### Instructions for the task
Only lines with the string "DrawStyle" should be returned from the data below.

[Stored data entries]
====

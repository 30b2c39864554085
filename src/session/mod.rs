//! Whiteboard session: optimistic local edits reconciled with the backend
//! and with peers.
//!
//! DESIGN
//! ======
//! `Session::open` resolves the project's whiteboard (or falls back to an
//! offline-only one) and spawns the engine task. All interaction goes
//! through a cloneable [`SessionHandle`]; the engine is the only writer of
//! board state.
//!
//! Rendering reads the latest [`Snapshot`] from a `watch` channel. User-facing
//! problems arrive as [`Notice`]s on a separate channel so a UI can toast
//! them without polling.
//!
//! LIFECYCLE
//! =========
//! 1. Probe health; online ⇒ fetch the whiteboard, creating it if absent
//! 2. Any failure ⇒ `offline_{millis}` whiteboard, no backend writes
//! 3. Loaded objects are deduplicated, then the engine starts
//! 4. `shutdown()` or dropping every handle stops the engine

mod engine;

use std::sync::Arc;

use tokio::sync::{mpsc, oneshot, watch};
use tokio::task::JoinHandle;
use tracing::info;

use crate::api::{Whiteboard, WhiteboardApi};
use crate::config::SyncConfig;
use crate::connectivity::{Attempt, ConnectivityMode, ConnectivityTracker};
use crate::error::{ObjectError, SessionError};
use crate::gesture::{DrawStyle, Tool};
use crate::merge::MergeStrategy;
use crate::object::{DrawableObject, ObjectPatch, Point};
use crate::presence::Collaborator;
use crate::transport::{InboundEvent, Transport};

use engine::{Command, Engine, EngineParts};

/// Capacity of the command channel between handles and the engine.
const COMMAND_CAPACITY: usize = 256;

// =============================================================================
// TYPES
// =============================================================================

/// The user this client acts for.
#[derive(Clone, Debug, PartialEq, Eq)]
pub struct LocalUser {
    pub user_id: String,
    pub user_name: String,
}

impl LocalUser {
    #[must_use]
    pub fn new(user_id: impl Into<String>, user_name: impl Into<String>) -> Self {
        Self { user_id: user_id.into(), user_name: user_name.into() }
    }
}

/// Everything a renderer needs, as of the last engine step.
#[derive(Clone, Debug, Default, PartialEq)]
pub struct Snapshot {
    pub whiteboard_id: String,
    pub offline_only: bool,
    /// Objects in draw order.
    pub objects: Vec<DrawableObject>,
    /// Shape being drawn, not yet in `objects`.
    pub draft: Option<DrawableObject>,
    pub collaborators: Vec<Collaborator>,
    pub mode: ConnectivityMode,
    /// IDs with unsettled backend writes, sorted.
    pub pending: Vec<String>,
    /// Store revision; changes whenever `objects` does.
    pub revision: u64,
}

/// User-facing message raised by the engine.
#[derive(Clone, Debug, PartialEq, Eq)]
pub enum Notice {
    /// A backend write the user should know about failed.
    Error { code: &'static str, message: String },
    /// The loaded whiteboard contained objects without IDs or repeated IDs.
    Repaired { recovered: usize, dropped: usize },
}

/// Backend and transport a session talks to.
pub struct SessionIo {
    pub api: Arc<dyn WhiteboardApi>,
    pub transport: Arc<dyn Transport>,
    /// Peer events; `None` runs without realtime updates.
    pub inbound: Option<mpsc::Receiver<InboundEvent>>,
}

// =============================================================================
// SESSION
// =============================================================================

/// A running session: its handle, its notices and the engine task.
pub struct Session {
    pub handle: SessionHandle,
    pub notices: mpsc::UnboundedReceiver<Notice>,
    task: JoinHandle<()>,
}

impl Session {
    /// Resolve the project's whiteboard and start the engine.
    ///
    /// Never fails: an unreachable backend yields an offline-only whiteboard.
    pub async fn open(config: &SyncConfig, io: SessionIo, project_id: &str, user: LocalUser) -> Self {
        let tracker = Arc::new(ConnectivityTracker::default());
        let whiteboard = load_whiteboard(&tracker, io.api.as_ref(), project_id).await;
        info!(
            project_id,
            whiteboard_id = %whiteboard.id,
            objects = whiteboard.objects.len(),
            mode = ?tracker.mode(),
            "whiteboard loaded"
        );
        Self::start(config, io, whiteboard, user, tracker)
    }

    /// Start the engine on an already resolved whiteboard, using the
    /// configured merge policy.
    #[must_use]
    pub fn start(
        config: &SyncConfig,
        io: SessionIo,
        whiteboard: Whiteboard,
        user: LocalUser,
        tracker: Arc<ConnectivityTracker>,
    ) -> Self {
        Self::start_with(config, io, whiteboard, user, tracker, Box::new(config.merge_policy))
    }

    /// As [`Session::start`], with a custom merge strategy.
    #[must_use]
    pub fn start_with(
        config: &SyncConfig,
        io: SessionIo,
        whiteboard: Whiteboard,
        user: LocalUser,
        tracker: Arc<ConnectivityTracker>,
        merge: Box<dyn MergeStrategy>,
    ) -> Self {
        let (command_tx, command_rx) = mpsc::channel(COMMAND_CAPACITY);
        let (settle_tx, settle_rx) = mpsc::unbounded_channel();
        let (notice_tx, notices) = mpsc::unbounded_channel();
        let (snapshot_tx, snapshot_rx) = watch::channel(Snapshot::default());

        let engine = Engine::new(
            EngineParts {
                whiteboard,
                user,
                min_shape_size: config.min_shape_size,
                cursor_interval: config.cursor_interval,
                api: io.api,
                transport: io.transport,
                tracker: Arc::clone(&tracker),
                ids: config.id_scheme.generator(),
                merge,
                snapshot_tx,
                notice_tx,
            },
            settle_tx,
        );
        let task = tokio::spawn(engine.run(command_rx, settle_rx, io.inbound, config.dedupe_interval));

        Self { handle: SessionHandle { commands: command_tx, snapshots: snapshot_rx, tracker }, notices, task }
    }

    /// Stop the engine and wait for it to exit.
    pub async fn close(self) {
        self.handle.shutdown().await;
        let _ = self.task.await;
    }
}

async fn load_whiteboard(tracker: &ConnectivityTracker, api: &dyn WhiteboardApi, project_id: &str) -> Whiteboard {
    if tracker.probe(api).await == ConnectivityMode::Offline {
        return Whiteboard::offline(project_id);
    }
    match tracker.attempt(|| api.fetch_whiteboard(project_id)).await {
        Attempt::Completed(Some(whiteboard)) => whiteboard,
        Attempt::Completed(None) => {
            info!(project_id, "project has no whiteboard, creating one");
            tracker
                .try_server_operation(|| api.create_whiteboard(project_id), Whiteboard::offline(project_id))
                .await
        }
        Attempt::Skipped | Attempt::Failed(_) => Whiteboard::offline(project_id),
    }
}

// =============================================================================
// HANDLE
// =============================================================================

/// Cloneable front door to a running session.
#[derive(Clone, Debug)]
pub struct SessionHandle {
    commands: mpsc::Sender<Command>,
    snapshots: watch::Receiver<Snapshot>,
    tracker: Arc<ConnectivityTracker>,
}

impl SessionHandle {
    /// Add `object` locally, broadcast it and persist it in the background.
    /// An empty ID is filled in first.
    ///
    /// Returns the object's ID, or `None` if that ID already exists.
    ///
    /// # Errors
    ///
    /// Returns [`SessionError::Closed`] if the engine has stopped.
    pub async fn create_object(&self, object: DrawableObject) -> Result<Option<String>, SessionError> {
        self.request(|reply| Command::Create { object, reply }).await
    }

    /// Merge `patch` into an object locally and propagate it.
    ///
    /// Returns `Ok(Ok(false))` if the object does not exist.
    ///
    /// # Errors
    ///
    /// Returns [`SessionError::Closed`] if the engine has stopped.
    pub async fn update_object(
        &self,
        id: impl Into<String>,
        patch: ObjectPatch,
    ) -> Result<Result<bool, ObjectError>, SessionError> {
        let id = id.into();
        self.request(|reply| Command::Update { id, patch, reply }).await
    }

    /// Remove an object locally and propagate the delete.
    ///
    /// # Errors
    ///
    /// Returns [`SessionError::Closed`] if the engine has stopped.
    pub async fn delete_object(&self, id: impl Into<String>) -> Result<bool, SessionError> {
        let id = id.into();
        self.request(|reply| Command::Delete { id, reply }).await
    }

    /// Remove every object. Does nothing unless `confirmed`. Returns how many
    /// objects were removed locally.
    ///
    /// # Errors
    ///
    /// Returns [`SessionError::Closed`] if the engine has stopped.
    pub async fn clear_all(&self, confirmed: bool) -> Result<usize, SessionError> {
        self.request(|reply| Command::Clear { confirmed, reply }).await
    }

    /// Feed a peer event, as the transport would.
    ///
    /// # Errors
    ///
    /// Returns [`SessionError::Closed`] if the engine has stopped.
    pub async fn ingest(&self, event: InboundEvent) -> Result<(), SessionError> {
        self.send(Command::Ingest(event)).await
    }

    /// # Errors
    ///
    /// Returns [`SessionError::Closed`] if the engine has stopped.
    pub async fn pointer_down(&self, tool: Tool, at: Point) -> Result<(), SessionError> {
        self.send(Command::PointerDown { tool, at }).await
    }

    /// # Errors
    ///
    /// Returns [`SessionError::Closed`] if the engine has stopped.
    pub async fn pointer_move(&self, at: Point) -> Result<(), SessionError> {
        self.send(Command::PointerMove(at)).await
    }

    /// # Errors
    ///
    /// Returns [`SessionError::Closed`] if the engine has stopped.
    pub async fn pointer_up(&self) -> Result<(), SessionError> {
        self.send(Command::PointerUp).await
    }

    /// Drop the in-progress draft or drag without persisting it.
    ///
    /// # Errors
    ///
    /// Returns [`SessionError::Closed`] if the engine has stopped.
    pub async fn cancel_gesture(&self) -> Result<(), SessionError> {
        self.send(Command::CancelGesture).await
    }

    /// Style for objects drawn from now on.
    ///
    /// # Errors
    ///
    /// Returns [`SessionError::Closed`] if the engine has stopped.
    pub async fn set_style(&self, style: DrawStyle) -> Result<(), SessionError> {
        self.send(Command::SetStyle(style)).await
    }

    /// Probe the backend again; a healthy answer re-enables backend writes.
    ///
    /// # Errors
    ///
    /// Returns [`SessionError::Closed`] if the engine has stopped.
    pub async fn reconnect(&self) -> Result<ConnectivityMode, SessionError> {
        self.request(Command::Reconnect).await
    }

    /// Resolves once no backend call is outstanding.
    ///
    /// # Errors
    ///
    /// Returns [`SessionError::Closed`] if the engine has stopped.
    pub async fn settled(&self) -> Result<(), SessionError> {
        self.request(Command::WaitSettled).await
    }

    /// Current state, after every command sent before this call.
    ///
    /// # Errors
    ///
    /// Returns [`SessionError::Closed`] if the engine has stopped.
    pub async fn snapshot(&self) -> Result<Snapshot, SessionError> {
        self.request(Command::Snapshot).await
    }

    /// Receiver of published snapshots, for rendering.
    #[must_use]
    pub fn subscribe(&self) -> watch::Receiver<Snapshot> {
        self.snapshots.clone()
    }

    /// Receiver of the connectivity mode, for the offline indicator.
    #[must_use]
    pub fn connectivity(&self) -> watch::Receiver<ConnectivityMode> {
        self.tracker.subscribe()
    }

    /// Ask the engine to stop. Outstanding backend calls still run to
    /// completion, but their results are discarded.
    pub async fn shutdown(&self) {
        let _ = self.commands.send(Command::Shutdown).await;
    }

    async fn send(&self, cmd: Command) -> Result<(), SessionError> {
        self.commands.send(cmd).await.map_err(|_| SessionError::Closed)
    }

    async fn request<T>(&self, build: impl FnOnce(oneshot::Sender<T>) -> Command) -> Result<T, SessionError> {
        let (reply, rx) = oneshot::channel();
        self.send(build(reply)).await?;
        rx.await.map_err(|_| SessionError::Closed)
    }
}

// =============================================================================
// TESTS
// =============================================================================

#[cfg(test)]
#[path = "mod_test.rs"]
mod tests;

====

### Answer section
use crate::gesture::{DrawStyle, Tool};
    pub async fn set_style(&self, style: DrawStyle) -> Result<(), SessionError> {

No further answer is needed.